Analysis: Different titles used for Chinese Navy staff Wu Tong (吴桐)
A set of three screenshot images of a woman appearing on CCTV-7, China Central Television’s national defense military channel, has been widely shared on the internet last week, which showed the woman named Wu Tong (吴桐) having three different titles in each broadcast — “记者” (reporter), “海军海南舰班长” (squad leader on the Chinese Navy ship Hainan) and “操舵兵” (helmsperson).
On Aug. 2, for example, a Twitter user wrote, when translated to English, “Didn’t even find extras?” suggesting that she is an actor or a military staff who is acting in different roles on camera. The tweet has 600 retweets and over 1,920 likes at the time of writing.
Similar claims with the same set of images appeared on other social media including Facebook and Weibo.
Some Hong Kong media such as New Monday plus and HK01, as well as Taiwanese media FTV News, also discussed the internet images and wondered about the inconsistency in her titles without any investigation. The Instagram post and Facebook post from New Monday plus have more than 10,000 engagements.
Annie Lab looked into the images and found the original video of each CCTV-7 program. We can confirm that these screenshots are authentic and the three different titles were indeed used in each broadcast.
The one showing Wu Tong with the title “记者” (reporter) can be viewed on CCTV 7’s Weibo account. Wu appears 13 seconds into the video and talks about the Type 726 Air Cushion Landing Craft loaded into Hainan, a Chinese landing helicopter dock ship.
The other two images were taken from CCTV-7 news programs aired in 2021.
The one showing Wu with the title “操舵兵” (helmsperson) was part of a CCTV special on Dec. 3, 2021 to commemorate the 100th anniversary of the Chinese Communist Party (she appears at 35:27). Meanwhile, Wu was called “班长” (squad leader) in a morning news program on April 25, 2021 (1:51).
According to her self-introduction in the CCTV special program, Wu has been part of the helmsperson squad for almost 10 years and became the squad leader in 2021.
Our investigation shows this is not the first time Wu has assumed the role of a military reporter throughout her navy career.

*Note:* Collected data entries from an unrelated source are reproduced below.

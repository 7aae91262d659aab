//! Construction heuristics: random starts, greedy insertion builders and
//! the cheapest-insertion repair shared by the destroy/repair drivers.

use crate::instance::Instance;
use crate::solution::Solution;
use rand::seq::SliceRandom;
use rand::Rng;

#[cfg(feature = "serde")]
use serde::{Deserialize, Serialize};

/// How a driver builds the solutions it starts local search from.
#[derive(Debug, Clone, Copy, PartialEq, Eq, Default)]
#[cfg_attr(feature = "serde", derive(Serialize, Deserialize))]
pub enum StartStrategy {
    /// Uniformly random selection in random order.
    #[default]
    Random,
    /// Weighted 2-regret insertion from a random start node.
    Greedy,
}

/// Weights of the 2-regret insertion score
/// `regret * (second_best - best) - objective * best`.
#[derive(Debug, Clone, Copy, PartialEq)]
#[cfg_attr(feature = "serde", derive(Serialize, Deserialize))]
pub struct RegretWeights {
    pub regret: f64,
    pub objective: f64,
}

impl RegretWeights {
    /// Pure cheapest insertion.
    pub const GREEDY: RegretWeights = RegretWeights {
        regret: 0.0,
        objective: 1.0,
    };
    /// Pure 2-regret.
    pub const REGRET: RegretWeights = RegretWeights {
        regret: 1.0,
        objective: 0.0,
    };
    /// Equal blend of regret and insertion cost.
    pub const BALANCED: RegretWeights = RegretWeights {
        regret: 1.0,
        objective: 1.0,
    };
}

/// `k` distinct random nodes in random order.
pub fn random_path<R: Rng>(instance: &Instance, rng: &mut R) -> Vec<usize> {
    let mut nodes: Vec<usize> = (0..instance.n()).collect();
    nodes.shuffle(rng);
    nodes.truncate(instance.k());
    nodes
}

/// Builds the starting path for `strategy`.
pub fn initial_path<R: Rng>(
    instance: &Instance,
    strategy: StartStrategy,
    rng: &mut R,
) -> Vec<usize> {
    match strategy {
        StartStrategy::Random => random_path(instance, rng),
        StartStrategy::Greedy => {
            if instance.is_empty() {
                return Vec::new();
            }
            let start = rng.random_range(0..instance.n());
            regret_cycle(instance, start, RegretWeights::BALANCED).path
        }
    }
}

/// Cost of inserting `u` after position `after` of the cycle `cycle`.
#[inline]
fn insertion_cost(instance: &Instance, cycle: &[usize], after: usize, u: usize) -> i64 {
    match cycle.len() {
        0 => instance.cost(u),
        1 => 2 * instance.dist(cycle[0], u) + instance.cost(u),
        len => {
            let a = cycle[after];
            let b = cycle[(after + 1) % len];
            instance.dist(a, u) + instance.dist(u, b) - instance.dist(a, b) + instance.cost(u)
        }
    }
}

/// Cheapest insertion of `u` into `cycle`: `(cost, after)`.
fn cheapest_position(instance: &Instance, cycle: &[usize], u: usize) -> (i64, usize) {
    let slots = cycle.len().max(1);
    (0..slots)
        .map(|after| (insertion_cost(instance, cycle, after, u), after))
        .min()
        .unwrap_or((instance.cost(u), 0))
}

fn insert_after(cycle: &mut Vec<usize>, after: usize, u: usize) {
    if cycle.is_empty() {
        cycle.push(u);
    } else {
        cycle.insert(after + 1, u);
    }
}

/// One cheapest-insertion step over every node not in `in_cycle`.
/// Returns `false` when no node is left to insert.
fn insert_cheapest(instance: &Instance, cycle: &mut Vec<usize>, in_cycle: &mut [bool]) -> bool {
    let best = (0..instance.n())
        .filter(|&u| !in_cycle[u])
        .map(|u| {
            let (cost, after) = cheapest_position(instance, cycle, u);
            (cost, u, after)
        })
        .min();
    match best {
        Some((_, u, after)) => {
            insert_after(cycle, after, u);
            in_cycle[u] = true;
            true
        }
        None => false,
    }
}

/// Greedy repair: cheapest insertion into the cycle until it holds `k`
/// nodes. Nodes already in `partial` keep their relative order.
///
/// Deterministic; ties go to the smaller insertion cost, then the smaller
/// node id, then the earlier position.
pub fn repair(instance: &Instance, mut partial: Vec<usize>) -> Vec<usize> {
    let mut in_cycle = vec![false; instance.n()];
    for &v in &partial {
        in_cycle[v] = true;
    }
    while partial.len() < instance.k() {
        if !insert_cheapest(instance, &mut partial, &mut in_cycle) {
            break;
        }
    }
    partial
}

/// Cheapest-insertion cycle grown from `start`.
pub fn greedy_cycle(instance: &Instance, start: usize) -> Solution {
    regret_cycle(instance, start, RegretWeights::GREEDY)
}

/// Weighted 2-regret cycle construction from `start`.
///
/// The second node minimises `2 * D + C` (the true cost of a two-node
/// cycle) and the third is the cheapest insertion. From then on every
/// unselected node is scored with its best and second-best insertion cost
/// and the highest score wins, ties going to the cheaper insertion.
pub fn regret_cycle(instance: &Instance, start: usize, weights: RegretWeights) -> Solution {
    let k = instance.k();
    let mut cycle = Vec::with_capacity(k);
    if k == 0 {
        return Solution::empty();
    }
    let mut in_cycle = vec![false; instance.n()];
    cycle.push(start);
    in_cycle[start] = true;

    while cycle.len() < k.min(3) {
        if !insert_cheapest(instance, &mut cycle, &mut in_cycle) {
            break;
        }
    }

    while cycle.len() < k {
        let mut chosen: Option<(f64, i64, usize, usize)> = None;
        for u in (0..instance.n()).filter(|&u| !in_cycle[u]) {
            let mut best = (i64::MAX, 0);
            let mut second = i64::MAX;
            for after in 0..cycle.len() {
                let cost = insertion_cost(instance, &cycle, after, u);
                if cost < best.0 {
                    second = best.0;
                    best = (cost, after);
                } else if cost < second {
                    second = cost;
                }
            }
            let regret = if second == i64::MAX {
                0
            } else {
                second - best.0
            };
            let score = weights.regret * regret as f64 - weights.objective * best.0 as f64;
            let better = match chosen {
                None => true,
                Some((s, c, _, _)) => score > s || (score == s && best.0 < c),
            };
            if better {
                chosen = Some((score, best.0, u, best.1));
            }
        }
        let Some((_, _, u, after)) = chosen else {
            break;
        };
        insert_after(&mut cycle, after, u);
        in_cycle[u] = true;
    }

    Solution::new(instance, cycle)
}

/// Nearest-neighbour construction that may insert at either end of the
/// open path or between any two consecutive nodes, whichever adds the
/// least distance plus node cost. The result is closed into a cycle.
pub fn nearest_neighbor_any_position(instance: &Instance, start: usize) -> Solution {
    let k = instance.k();
    if k == 0 {
        return Solution::empty();
    }
    let mut path = Vec::with_capacity(k);
    let mut in_path = vec![false; instance.n()];
    path.push(start);
    in_path[start] = true;

    while path.len() < k {
        let mut best: Option<(i64, usize, usize)> = None;
        for u in (0..instance.n()).filter(|&u| !in_path[u]) {
            let first = path[0];
            let last = path[path.len() - 1];
            let mut options = vec![
                (instance.dist(u, first) + instance.cost(u), 0),
                (instance.dist(last, u) + instance.cost(u), path.len()),
            ];
            for at in 1..path.len() {
                let (a, b) = (path[at - 1], path[at]);
                let added = instance.dist(a, u) + instance.dist(u, b) - instance.dist(a, b);
                options.push((added + instance.cost(u), at));
            }
            if let Some(&(cost, at)) = options.iter().min_by_key(|&&(cost, _)| cost) {
                if best.is_none_or(|(c, _, _)| cost < c) {
                    best = Some((cost, u, at));
                }
            }
        }
        let Some((_, u, at)) = best else {
            break;
        };
        path.insert(at, u);
        in_path[u] = true;
    }

    Solution::new(instance, path)
}

#[cfg(test)]
mod tests {
    use super::*;
    use crate::test_utils::{random_instance, rng};

    #[test]
    fn test_random_path_is_feasible() {
        let instance = random_instance(31, 1);
        let path = random_path(&instance, &mut rng(1));
        assert!(instance.check_path(&path).is_ok());
    }

    #[test]
    fn test_builders_are_feasible() {
        let instance = random_instance(41, 2);
        for start in [0, 17, 40] {
            for solution in [
                greedy_cycle(&instance, start),
                regret_cycle(&instance, start, RegretWeights::BALANCED),
                regret_cycle(&instance, start, RegretWeights::REGRET),
                nearest_neighbor_any_position(&instance, start),
            ] {
                assert!(instance.check_path(&solution.path).is_ok());
                assert_eq!(solution.objective, instance.objective(&solution.path));
                assert!(solution.path.contains(&start));
            }
        }
    }

    #[test]
    fn test_second_node_minimises_two_node_cycle() {
        // Node 1 is closer, but its cost makes the cycle 0-1-0 dearer than 0-2-0.
        let instance = Instance::from_coordinates(
            &[(0, 0), (1, 0), (5, 0), (100, 0)],
            vec![0, 20, 0, 0],
        )
        .unwrap();
        let solution = greedy_cycle(&instance, 0);
        assert_eq!(solution.path, vec![0, 2]);
        assert_eq!(solution.objective, 10);
    }

    #[test]
    fn test_greedy_beats_random_on_average() {
        let instance = random_instance(60, 3);
        let greedy = greedy_cycle(&instance, 0).objective;
        let mut r = rng(3);
        let random_mean: i64 = (0..20)
            .map(|_| instance.objective(&random_path(&instance, &mut r)))
            .sum::<i64>()
            / 20;
        assert!(
            greedy < random_mean,
            "greedy {greedy} should beat random mean {random_mean}"
        );
    }

    #[test]
    fn test_repair_fills_to_k_and_keeps_order() {
        let instance = random_instance(30, 4);
        let partial = vec![7, 3, 12];
        let repaired = repair(&instance, partial.clone());
        assert!(instance.check_path(&repaired).is_ok());
        let kept: Vec<usize> = repaired
            .iter()
            .copied()
            .filter(|v| partial.contains(v))
            .collect();
        let rotation = kept.iter().position(|&v| v == 7).unwrap();
        let mut rotated = kept[rotation..].to_vec();
        rotated.extend_from_slice(&kept[..rotation]);
        assert_eq!(rotated, partial);
    }

    #[test]
    fn test_repair_from_empty() {
        let instance = random_instance(9, 5);
        let repaired = repair(&instance, Vec::new());
        assert!(instance.check_path(&repaired).is_ok());
    }

    #[test]
    fn test_degenerate_sizes() {
        let empty = Instance::new(Vec::new(), Vec::new()).unwrap();
        let path = initial_path(&empty, StartStrategy::Greedy, &mut rng(0));
        assert!(path.is_empty());
        assert!(random_path(&empty, &mut rng(0)).is_empty());

        let single = Instance::new(vec![vec![0]], vec![4]).unwrap();
        let solution = greedy_cycle(&single, 0);
        assert_eq!(solution.path, vec![0]);
        assert_eq!(solution.objective, 4);
    }
}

For example, she was a radio announcer on another Chinese navy ship Jinggang Shan in 2013 and a commentator at the open day event on Jinggang Shan in 2018.
Annie Lab compiled a list of Wu’s appearances we found online below:
|Aug. 2, 2022||“Reporter” on CCTV-7*||CCTV-7 Weibo (0:15)|
|Dec. 3, 2021||“Helmsperson”*||CCTV-7 program for the CCP 100th anniversary (32:27)|
|May 31, 2021||Awardee of the third-class citation for merit (三等功)||People’s Liberation Army Navy|
|April 21, 2021||“Squad Leader” on Hainan*||CCTV-7 morning news (1:51)|
|July 31, 2018||Guide at the International Military Competition 2018||Voice of the Strait Weibo|
|March 10, 2017||
|March 14, 2016||Helmsperson of Zhangbai Shan||People’s Liberation Army Daily|
|Dec. 3, 2013||
|June 28, 2013||
*Mentioned in the viral posts
We also found that it is not uncommon for Chinese military personnel to act as reporters or commentators at military-related events and programs.
It appears there is training in writing and photography soldiers can go through to become “兵记者” (military reporters) as well.
Some people with military experience would also join the media industry in China.
Xinhua News People’s Liberation Army branch former director and military journalist Jia Yong described himself as both a soldier and a reporter.
Other examples are CCTV-7 news anchors Zhou Lei and Ren Ziming who both belong to the military. Central Television established a military department and created this dedicated channel in 2019.
Annie Lab reached out to the Chinese Navy and CCTV for further clarification multiple times but we have not heard back from them yet.